-- Brief --
The records below need to be copied in full. Match them exactly.

____ Extracted entries

//! Lifecycle status of a checkcard.

use std::{fmt, str::FromStr};

#[cfg(feature = "schema")]
use schemars::JsonSchema;
use serde::{Deserialize, Serialize};

/// Type-safe enumeration of checkcard lifecycle statuses.
#[derive(Debug, Clone, Copy, Serialize, Deserialize, PartialEq, Eq, Hash)]
#[cfg_attr(feature = "schema", derive(JsonSchema))]
#[serde(rename_all = "snake_case")]
pub enum LifecycleStatus {
    /// Step has not started
    Pending,

    /// Step is being worked on
    InProgress,

    /// Step finished and its outputs are final
    Completed,

    /// Step could not be finished
    Failed,
}

impl LifecycleStatus {
    /// Every status, in lifecycle order.
    pub const ALL: [LifecycleStatus; 4] = [
        LifecycleStatus::Pending,
        LifecycleStatus::InProgress,
        LifecycleStatus::Completed,
        LifecycleStatus::Failed,
    ];

    /// Persisted string representation.
    pub fn as_str(&self) -> &'static str {
        match self {
            LifecycleStatus::Pending => "pending",
            LifecycleStatus::InProgress => "in_progress",
            LifecycleStatus::Completed => "completed",
            LifecycleStatus::Failed => "failed",
        }
    }

    /// Whether timestamps are expected to still be unset.
    pub fn is_open(&self) -> bool {
        matches!(self, LifecycleStatus::Pending | LifecycleStatus::InProgress)
    }
}

impl FromStr for LifecycleStatus {
    type Err = String;

    fn from_str(s: &str) -> Result<Self, Self::Err> {
        match s {
            "pending" => Ok(LifecycleStatus::Pending),
            "in_progress" => Ok(LifecycleStatus::InProgress),
            "completed" => Ok(LifecycleStatus::Completed),
            "failed" => Ok(LifecycleStatus::Failed),
            _ => Err(format!("Invalid lifecycle status: {s}")),
        }
    }
}

impl fmt::Display for LifecycleStatus {
    fn fmt(&self, f: &mut fmt::Formatter<'_>) -> fmt::Result {
        f.write_str(self.as_str())
    }
}
//! Parameter structures for checkcard operations.
//!
//! These structures are shared by every front end. Interface layers (such as
//! the command line) define their own argument types with framework-specific
//! derives and convert them into these via `From`.

use std::path::{Path, PathBuf};

#[cfg(feature = "schema")]
use schemars::JsonSchema;
use serde::{Deserialize, Serialize};
use serde_json::{Map, Value};

use crate::models::LifecycleStatus;

/// Parameters for loading a step briefing.
#[derive(Debug, Clone, Default, Serialize, Deserialize)]
#[cfg_attr(feature = "schema", derive(JsonSchema))]
pub struct LoadStepInput {
    /// Step to load (e.g. "B1")
    pub step_id: String,
    /// Workflow instance directory relative to the project root; the
    /// template area when absent
    #[serde(default)]
    pub instance: Option<PathBuf>,
}

impl LoadStepInput {
    pub fn instance(&self) -> Option<&Path> {
        self.instance.as_deref()
    }
}

/// Parameters for validating and saving a step's output.
#[derive(Debug, Clone, Default, Serialize, Deserialize)]
#[cfg_attr(feature = "schema", derive(JsonSchema))]
pub struct SaveStepOutput {
    /// Step whose output is saved
    pub step_id: String,
    /// Workflow instance directory relative to the project root
    #[serde(default)]
    pub instance: Option<PathBuf>,
    /// Output values keyed by the step's declared output keys
    pub outputs: Map<String, Value>,
    /// Tool usage, kept only for steps that ask for it
    #[serde(default)]
    pub tools: Option<Map<String, Value>>,
    /// Lifecycle status to record
    #[serde(default)]
    pub status: Option<LifecycleStatus>,
    /// ISO-8601 start time
    #[serde(default)]
    pub started_at: Option<String>,
    /// ISO-8601 completion time
    #[serde(default)]
    pub completed_at: Option<String>,
    /// Elapsed minutes
    #[serde(default)]
    pub duration_minutes: Option<f64>,
    /// Failure description
    #[serde(default)]
    pub error: Option<String>,
}

impl SaveStepOutput {
    /// Output for a step in the template area, without lifecycle fields.
    pub fn new(step_id: impl Into<String>, outputs: Map<String, Value>) -> Self {
        Self {
            step_id: step_id.into(),
            outputs,
            ..Default::default()
        }
    }

    pub fn instance(&self) -> Option<&Path> {
        self.instance.as_deref()
    }
}
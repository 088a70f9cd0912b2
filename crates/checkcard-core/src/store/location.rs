//! Where checkcard files live.

use std::path::{Path, PathBuf};

use crate::error::{CheckcardError, Result};

/// Maps an optional workflow instance to the directory holding its
/// checkcards.
pub trait PathResolver {
    /// Directory for the instance, or the shared template area for `None`.
    fn checkcard_dir(&self, instance: Option<&Path>) -> PathBuf;
}

impl<T: PathResolver + ?Sized> PathResolver for Box<T> {
    fn checkcard_dir(&self, instance: Option<&Path>) -> PathBuf {
        (**self).checkcard_dir(instance)
    }
}

/// Resolves instances relative to a project root.
///
/// An instance `specs/001-feature` maps to
/// `<project_root>/specs/001-feature/checkcards`; no instance maps to the
/// template directory. The two areas never mix.
#[derive(Debug, Clone)]
pub struct ProjectPathResolver {
    project_root: PathBuf,
    template_dir: PathBuf,
}

impl ProjectPathResolver {
    pub fn new(project_root: impl Into<PathBuf>, template_dir: impl Into<PathBuf>) -> Self {
        Self {
            project_root: project_root.into(),
            template_dir: template_dir.into(),
        }
    }

    pub fn project_root(&self) -> &Path {
        &self.project_root
    }

    pub fn template_dir(&self) -> &Path {
        &self.template_dir
    }
}

impl PathResolver for ProjectPathResolver {
    fn checkcard_dir(&self, instance: Option<&Path>) -> PathBuf {
        match instance {
            Some(instance) => self.project_root.join(instance).join("checkcards"),
            None => self.template_dir.clone(),
        }
    }
}

/// File name of a step's checkcard.
pub fn checkcard_file_name(step_id: &str) -> String {
    format!("{step_id}_checkcard.json")
}

/// Returns the default template directory following the XDG Base Directory
/// specification: `$XDG_DATA_HOME/checkcard/templates` or
/// `~/.local/share/checkcard/templates`.
pub fn default_template_dir() -> Result<PathBuf> {
    xdg::BaseDirectories::with_prefix("checkcard")
        .create_data_directory("templates")
        .map_err(|e| CheckcardError::XdgDirectory(e.to_string()))
}

#[cfg(test)]
mod tests {
    use super::*;

    #[test]
    fn test_instance_and_template_areas_are_separate() {
        let resolver = ProjectPathResolver::new("/project", "/templates");

        assert_eq!(
            resolver.checkcard_dir(Some(Path::new("specs/001-feature"))),
            PathBuf::from("/project/specs/001-feature/checkcards")
        );
        assert_eq!(resolver.checkcard_dir(None), PathBuf::from("/templates"));
    }

    #[test]
    fn test_file_name() {
        assert_eq!(checkcard_file_name("C1"), "C1_checkcard.json");
    }
}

________

-- The answer --
//! Lifecycle status of a checkcard.

use std::{fmt, str::FromStr};

#[cfg(feature = "schema")]
use schemars::JsonSchema;
use serde::{Deserialize, Serialize};

/// Type-safe enumeration of checkcard lifecycle statuses.
#[derive(Debug, Clone, Copy, Serialize, Deserialize, PartialEq, Eq, Hash)]
#[cfg_attr(feature = "schema", derive(JsonSchema))]
#[serde(rename_all = "snake_case")]
pub enum LifecycleStatus {
    /// Step has not started
    Pending,

    /// Step is being worked on
    InProgress,

    /// Step finished and its outputs are final
    Completed,

    /// Step could not be finished
    Failed,
}

impl LifecycleStatus {
    /// Every status, in lifecycle order.
    pub const ALL: [LifecycleStatus; 4] = [
        LifecycleStatus::Pending,
        LifecycleStatus::InProgress,
        LifecycleStatus::Completed,
        LifecycleStatus::Failed,
    ];

    /// Persisted string representation.
    pub fn as_str(&self) -> &'static str {
        match self {
            LifecycleStatus::Pending => "pending",
            LifecycleStatus::InProgress => "in_progress",
            LifecycleStatus::Completed => "completed",
            LifecycleStatus::Failed => "failed",
        }
    }

    /// Whether timestamps are expected to still be unset.
    pub fn is_open(&self) -> bool {
        matches!(self, LifecycleStatus::Pending | LifecycleStatus::InProgress)
    }
}

impl FromStr for LifecycleStatus {
    type Err = String;

    fn from_str(s: &str) -> Result<Self, Self::Err> {
        match s {
            "pending" => Ok(LifecycleStatus::Pending),
            "in_progress" => Ok(LifecycleStatus::InProgress),
            "completed" => Ok(LifecycleStatus::Completed),
            "failed" => Ok(LifecycleStatus::Failed),
            _ => Err(format!("Invalid lifecycle status: {s}")),
        }
    }
}

impl fmt::Display for LifecycleStatus {
    fn fmt(&self, f: &mut fmt::Formatter<'_>) -> fmt::Result {
        f.write_str(self.as_str())
    }
}
//! Parameter structures for checkcard operations.
//!
//! These structures are shared by every front end. Interface layers (such as
//! the command line) define their own argument types with framework-specific
//! derives and convert them into these via `From`.

use std::path::{Path, PathBuf};

#[cfg(feature = "schema")]
use schemars::JsonSchema;
use serde::{Deserialize, Serialize};
use serde_json::{Map, Value};

use crate::models::LifecycleStatus;

/// Parameters for loading a step briefing.
#[derive(Debug, Clone, Default, Serialize, Deserialize)]
#[cfg_attr(feature = "schema", derive(JsonSchema))]
pub struct LoadStepInput {
    /// Step to load (e.g. "B1")
    pub step_id: String,
    /// Workflow instance directory relative to the project root; the
    /// template area when absent
    #[serde(default)]
    pub instance: Option<PathBuf>,
}

impl LoadStepInput {
    pub fn instance(&self) -> Option<&Path> {
        self.instance.as_deref()
    }
}

/// Parameters for validating and saving a step's output.
#[derive(Debug, Clone, Default, Serialize, Deserialize)]
#[cfg_attr(feature = "schema", derive(JsonSchema))]
pub struct SaveStepOutput {
    /// Step whose output is saved
    pub step_id: String,
    /// Workflow instance directory relative to the project root
    #[serde(default)]
    pub instance: Option<PathBuf>,
    /// Output values keyed by the step's declared output keys
    pub outputs: Map<String, Value>,
    /// Tool usage, kept only for steps that ask for it
    #[serde(default)]
    pub tools: Option<Map<String, Value>>,
    /// Lifecycle status to record
    #[serde(default)]
    pub status: Option<LifecycleStatus>,
    /// ISO-8601 start time
    #[serde(default)]
    pub started_at: Option<String>,
    /// ISO-8601 completion time
    #[serde(default)]
    pub completed_at: Option<String>,
    /// Elapsed minutes
    #[serde(default)]
    pub duration_minutes: Option<f64>,
    /// Failure description
    #[serde(default)]
    pub error: Option<String>,
}

impl SaveStepOutput {
    /// Output for a step in the template area, without lifecycle fields.
    pub fn new(step_id: impl Into<String>, outputs: Map<String, Value>) -> Self {
        Self {
            step_id: step_id.into(),
            outputs,
            ..Default::default()
        }
    }

    pub fn instance(&self) -> Option<&Path> {
        self.instance.as_deref()
    }
}
repository 088a70f9cd0912b2
filename crates/checkcard-core/src/store/location.rs
//! Where checkcard files live.

use std::path::{Path, PathBuf};

use crate::error::{CheckcardError, Result};

/// Maps an optional workflow instance to the directory holding its
/// checkcards.
pub trait PathResolver {
    /// Directory for the instance, or the shared template area for `None`.
    fn checkcard_dir(&self, instance: Option<&Path>) -> PathBuf;
}

impl<T: PathResolver + ?Sized> PathResolver for Box<T> {
    fn checkcard_dir(&self, instance: Option<&Path>) -> PathBuf {
        (**self).checkcard_dir(instance)
    }
}

/// Resolves instances relative to a project root.
///
/// An instance `specs/001-feature` maps to
/// `<project_root>/specs/001-feature/checkcards`; no instance maps to the
/// template directory. The two areas never mix.
#[derive(Debug, Clone)]
pub struct ProjectPathResolver {
    project_root: PathBuf,
    template_dir: PathBuf,
}

impl ProjectPathResolver {
    pub fn new(project_root: impl Into<PathBuf>, template_dir: impl Into<PathBuf>) -> Self {
        Self {
            project_root: project_root.into(),
            template_dir: template_dir.into(),
        }
    }

    pub fn project_root(&self) -> &Path {
        &self.project_root
    }

    pub fn template_dir(&self) -> &Path {
        &self.template_dir
    }
}

impl PathResolver for ProjectPathResolver {
    fn checkcard_dir(&self, instance: Option<&Path>) -> PathBuf {
        match instance {
            Some(instance) => self.project_root.join(instance).join("checkcards"),
            None => self.template_dir.clone(),
        }
    }
}

/// File name of a step's checkcard.
pub fn checkcard_file_name(step_id: &str) -> String {
    format!("{step_id}_checkcard.json")
}

/// Returns the default template directory following the XDG Base Directory
/// specification: `$XDG_DATA_HOME/checkcard/templates` or
/// `~/.local/share/checkcard/templates`.
pub fn default_template_dir() -> Result<PathBuf> {
    xdg::BaseDirectories::with_prefix("checkcard")
        .create_data_directory("templates")
        .map_err(|e| CheckcardError::XdgDirectory(e.to_string()))
}

#[cfg(test)]
mod tests {
    use super::*;

    #[test]
    fn test_instance_and_template_areas_are_separate() {
        let resolver = ProjectPathResolver::new("/project", "/templates");

        assert_eq!(
            resolver.checkcard_dir(Some(Path::new("specs/001-feature"))),
            PathBuf::from("/project/specs/001-feature/checkcards")
        );
        assert_eq!(resolver.checkcard_dir(None), PathBuf::from("/templates"));
    }

    #[test]
    fn test_file_name() {
        assert_eq!(checkcard_file_name("C1"), "C1_checkcard.json");
    }
}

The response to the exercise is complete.